Exercise prompt:
Within the lines below, find those that hold the string "built" and copy each one.

(Records supplied Opens)

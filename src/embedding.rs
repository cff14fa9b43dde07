use std::{future::Future, time::Duration};

use serde::{Deserialize, Serialize};
use tracing::debug;

use crate::{
    error::{Error, Result},
    settings::EmbeddingSettings,
};

/// Turns text into fixed-length vectors.
///
/// Implementations must be deterministic for a given model version: the
/// index embeds the catalog once and compares later queries against it.
pub trait Embedder: Send + Sync {
    /// Identifier of the underlying model, recorded alongside the index.
    fn model_id(&self) -> &str;

    /// Embed a batch of texts, returning one vector per input, in order.
    fn embed(
        &self,
        texts: &[String],
    ) -> impl Future<Output = Result<Vec<Vec<f32>>>> + Send;
}

/// Embedder backed by an OpenAI-compatible `/v1/embeddings` endpoint, such
/// as a text-embeddings-inference server.
#[derive(Debug, Clone)]
pub struct HttpEmbedder {
    client: reqwest::Client,
    endpoint: String,
    model: String,
    api_key: Option<String>,
}

#[derive(Serialize)]
struct EmbedRequest<'a> {
    model: &'a str,
    input: &'a [String],
}

#[derive(Deserialize)]
struct EmbedResponse {
    data: Vec<EmbedData>,
}

#[derive(Deserialize)]
struct EmbedData {
    #[serde(default)]
    index: Option<usize>,
    embedding: Vec<f32>,
}

impl HttpEmbedder {
    pub fn new(settings: &EmbeddingSettings) -> Result<Self> {
        let client = reqwest::Client::builder()
            .timeout(Duration::from_secs(settings.timeout_secs))
            .build()
            .map_err(|e| {
                Error::Config(format!("cannot build embedding client: {e}"))
            })?;

        Ok(Self {
            client,
            endpoint: settings.endpoint.clone(),
            model: settings.model.clone(),
            api_key: settings.api_key.clone(),
        })
    }
}

impl Embedder for HttpEmbedder {
    fn model_id(&self) -> &str {
        &self.model
    }

    async fn embed(&self, texts: &[String]) -> Result<Vec<Vec<f32>>> {
        if texts.is_empty() {
            return Ok(Vec::new());
        }

        let mut request = self.client.post(&self.endpoint).json(&EmbedRequest {
            model: &self.model,
            input: texts,
        });
        if let Some(key) = &self.api_key {
            request = request.bearer_auth(key);
        }

        let response = request
            .send()
            .await
            .map_err(|e| Error::EmbeddingService(format!("HTTP error: {e}")))?;

        let status = response.status();
        if !status.is_success() {
            let body = response.text().await.unwrap_or_default();
            return Err(Error::EmbeddingService(format!(
                "service returned {status}: {body}"
            )));
        }

        let mut parsed: EmbedResponse = response.json().await.map_err(|e| {
            Error::EmbeddingService(format!("malformed response: {e}"))
        })?;

        if parsed.data.len() != texts.len() {
            return Err(Error::EmbeddingService(format!(
                "expected {} embeddings, got {}",
                texts.len(),
                parsed.data.len()
            )));
        }

        // The protocol allows out-of-order entries tagged with `index`.
        if parsed.data.iter().all(|d| d.index.is_some()) {
            parsed.data.sort_by_key(|d| d.index);
        }

        debug!(count = texts.len(), model = %self.model, "embedded batch");
        Ok(parsed.data.into_iter().map(|d| d.embedding).collect())
    }
}

/// Cosine distance `1 - cos(a, b)`, in `[0, 2]`.
///
/// A zero vector has no direction; its distance to anything is `1.0`.
pub fn cosine_distance(a: &[f32], b: &[f32]) -> f32 {
    let dot: f32 = a.iter().zip(b).map(|(x, y)| x * y).sum();
    let norm_a = a.iter().map(|x| x * x).sum::<f32>().sqrt();
    let norm_b = b.iter().map(|x| x * x).sum::<f32>().sqrt();

    if norm_a == 0.0 || norm_b == 0.0 {
        return 1.0;
    }

    (1.0 - dot / (norm_a * norm_b)).clamp(0.0, 2.0)
}
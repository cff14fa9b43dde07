use std::{path::Path, time::Duration};

use futures::{StreamExt, TryStreamExt, stream};
use tracing::{debug, info, warn};

use crate::{
    ann::{AnnGraph, AnnParams},
    catalog::{self, CatalogEntry},
    embedding::Embedder,
    error::{Error, Result},
    index_db::IndexDb,
    model::{Item, ScoredItem},
};

/// Result of the startup seeding phase.
#[derive(Debug, Clone, Copy, PartialEq, Eq)]
pub enum SeedOutcome {
    /// The store was empty and now holds this many items.
    Seeded { items: usize },
    /// The store already had data; nothing was written.
    AlreadyPopulated { items: u64 },
}

/// Persistent approximate-nearest-neighbour index over catalog items.
///
/// Items and their embeddings live in an [`IndexDb`]; the HNSW graph is
/// rebuilt in memory whenever the store is (re)loaded. Once built, the index
/// is read-only and can be shared across requests.
pub struct VectorIndex<E> {
    db: IndexDb,
    embedder: E,
    params: AnnParams,
    embed_timeout: Duration,
    /// Graph node `i` is `items[i]`.
    items: Vec<Item>,
    graph: Option<AnnGraph>,
}

impl<E: Embedder> VectorIndex<E> {
    /// Open the store at `path` and build the graph from whatever it holds.
    pub fn open(
        path: &Path,
        embedder: E,
        params: AnnParams,
        embed_timeout: Duration,
    ) -> Result<Self> {
        params.validate()?;
        let db = IndexDb::open(path)?;

        if let Some(stored) = db.embedding_model()?
            && stored != embedder.model_id()
        {
            warn!(
                stored = %stored,
                configured = %embedder.model_id(),
                "index was built with a different embedding model"
            );
        }

        let mut index = Self {
            db,
            embedder,
            params,
            embed_timeout,
            items: Vec::new(),
            graph: None,
        };
        index.reload()?;
        Ok(index)
    }

    /// Open the store and seed it from `catalog` if it is empty.
    ///
    /// This is the single startup phase; run it before the index is shared.
    pub async fn open_or_seed(
        path: &Path,
        catalog: &Path,
        embedder: E,
        params: AnnParams,
        embed_timeout: Duration,
    ) -> Result<Self> {
        let mut index = Self::open(path, embedder, params, embed_timeout)?;
        index.seed(catalog).await?;
        Ok(index)
    }

    /// Load the catalog into an empty store. A populated store is left
    /// untouched.
    pub async fn seed(&mut self, catalog_path: &Path) -> Result<SeedOutcome> {
        let existing = self.db.len()?;
        if existing > 0 {
            debug!(items = existing, "index already populated, skipping seed");
            return Ok(SeedOutcome::AlreadyPopulated { items: existing });
        }

        let entries = catalog::load_catalog(catalog_path)?;
        let embeddings = self.embed_catalog(&entries).await?;

        let rows: Vec<(CatalogEntry, Vec<f32>)> =
            entries.into_iter().zip(embeddings).collect();

        if !self.db.seed_if_empty(self.embedder.model_id(), &rows)? {
            // Another initializer got there between our check and the write.
            let items = self.db.len()?;
            warn!(items, "index was populated concurrently, discarding seed");
            self.reload()?;
            return Ok(SeedOutcome::AlreadyPopulated { items });
        }

        self.reload()?;
        info!(items = rows.len(), model = %self.embedder.model_id(), "seeded index");
        Ok(SeedOutcome::Seeded { items: rows.len() })
    }

    async fn embed_catalog(
        &self,
        entries: &[CatalogEntry],
    ) -> Result<Vec<Vec<f32>>> {
        let texts: Vec<String> =
            entries.iter().map(CatalogEntry::document_text).collect();

        let batches: Vec<Vec<Vec<f32>>> =
            stream::iter(texts.chunks(self.params.batch_size))
                .map(|chunk| self.embed_checked(chunk))
                .buffered(self.params.num_threads)
                .try_collect()
                .await?;

        Ok(batches.into_iter().flatten().collect())
    }

    /// Embed under the configured timeout and insist on one vector per text.
    async fn embed_checked(&self, texts: &[String]) -> Result<Vec<Vec<f32>>> {
        let vectors =
            tokio::time::timeout(self.embed_timeout, self.embedder.embed(texts))
                .await
                .map_err(|_| {
                    Error::EmbeddingService(format!(
                        "timed out after {:?}",
                        self.embed_timeout
                    ))
                })??;

        if vectors.len() != texts.len() {
            return Err(Error::EmbeddingService(format!(
                "expected {} embeddings, got {}",
                texts.len(),
                vectors.len()
            )));
        }
        Ok(vectors)
    }

    fn reload(&mut self) -> Result<()> {
        let stored = self.db.load_all()?;
        let Some(dimension) = stored.first().map(|e| e.embedding.len()) else {
            self.items.clear();
            self.graph = None;
            return Ok(());
        };

        let mut items = Vec::with_capacity(stored.len());
        let mut vectors = Vec::with_capacity(stored.len());
        for entry in stored {
            items.push(entry.item);
            vectors.push(entry.embedding);
        }

        self.graph = Some(AnnGraph::build(dimension, &self.params, vectors)?);
        self.items = items;
        Ok(())
    }

    /// The `k` catalog items most similar to `query`, best first.
    ///
    /// Scores are `1 - cosine distance`, clamped into `[0, 1]`. Equal scores
    /// keep the order the graph returned them in.
    pub async fn search(&self, query: &str, k: usize) -> Result<Vec<ScoredItem>> {
        let Some(graph) = &self.graph else {
            return Ok(Vec::new());
        };
        if k == 0 {
            return Ok(Vec::new());
        }

        let query_embedding = self
            .embed_checked(&[query.to_string()])
            .await?
            .pop()
            .ok_or_else(|| {
                Error::EmbeddingService("no embedding returned for query".into())
            })?;

        let neighbors = graph.nearest(&query_embedding, k)?;

        let mut results: Vec<ScoredItem> = neighbors
            .into_iter()
            .filter_map(|(node, distance)| {
                let item = self.items.get(node)?;
                Some(ScoredItem::new(item.clone(), (1.0 - distance).clamp(0.0, 1.0)))
            })
            .collect();

        results.sort_by(|a, b| {
            b.score
                .partial_cmp(&a.score)
                .unwrap_or(std::cmp::Ordering::Equal)
        });

        debug!(k, returned = results.len(), "vector search");
        Ok(results)
    }

    pub fn len(&self) -> usize {
        self.items.len()
    }

    pub fn is_empty(&self) -> bool {
        self.items.is_empty()
    }

    pub fn dimension(&self) -> Option<usize> {
        self.graph.as_ref().map(AnnGraph::dimension)
    }

    pub fn db(&self) -> &IndexDb {
        &self.db
    }

    pub fn embedder(&self) -> &E {
        &self.embedder
    }
}

impl<E> std::fmt::Debug for VectorIndex<E> {
    fn fmt(&self, f: &mut std::fmt::Formatter<'_>) -> std::fmt::Result {
        f.debug_struct("VectorIndex")
            .field("items", &self.items.len())
            .field("params", &self.params)
            .finish_non_exhaustive()
    }
}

(Records supplied Closes)

Task solution:
/// rebuilt in memory whenever the store is (re)loaded. Once built, the index
                "index was built with a different embedding model"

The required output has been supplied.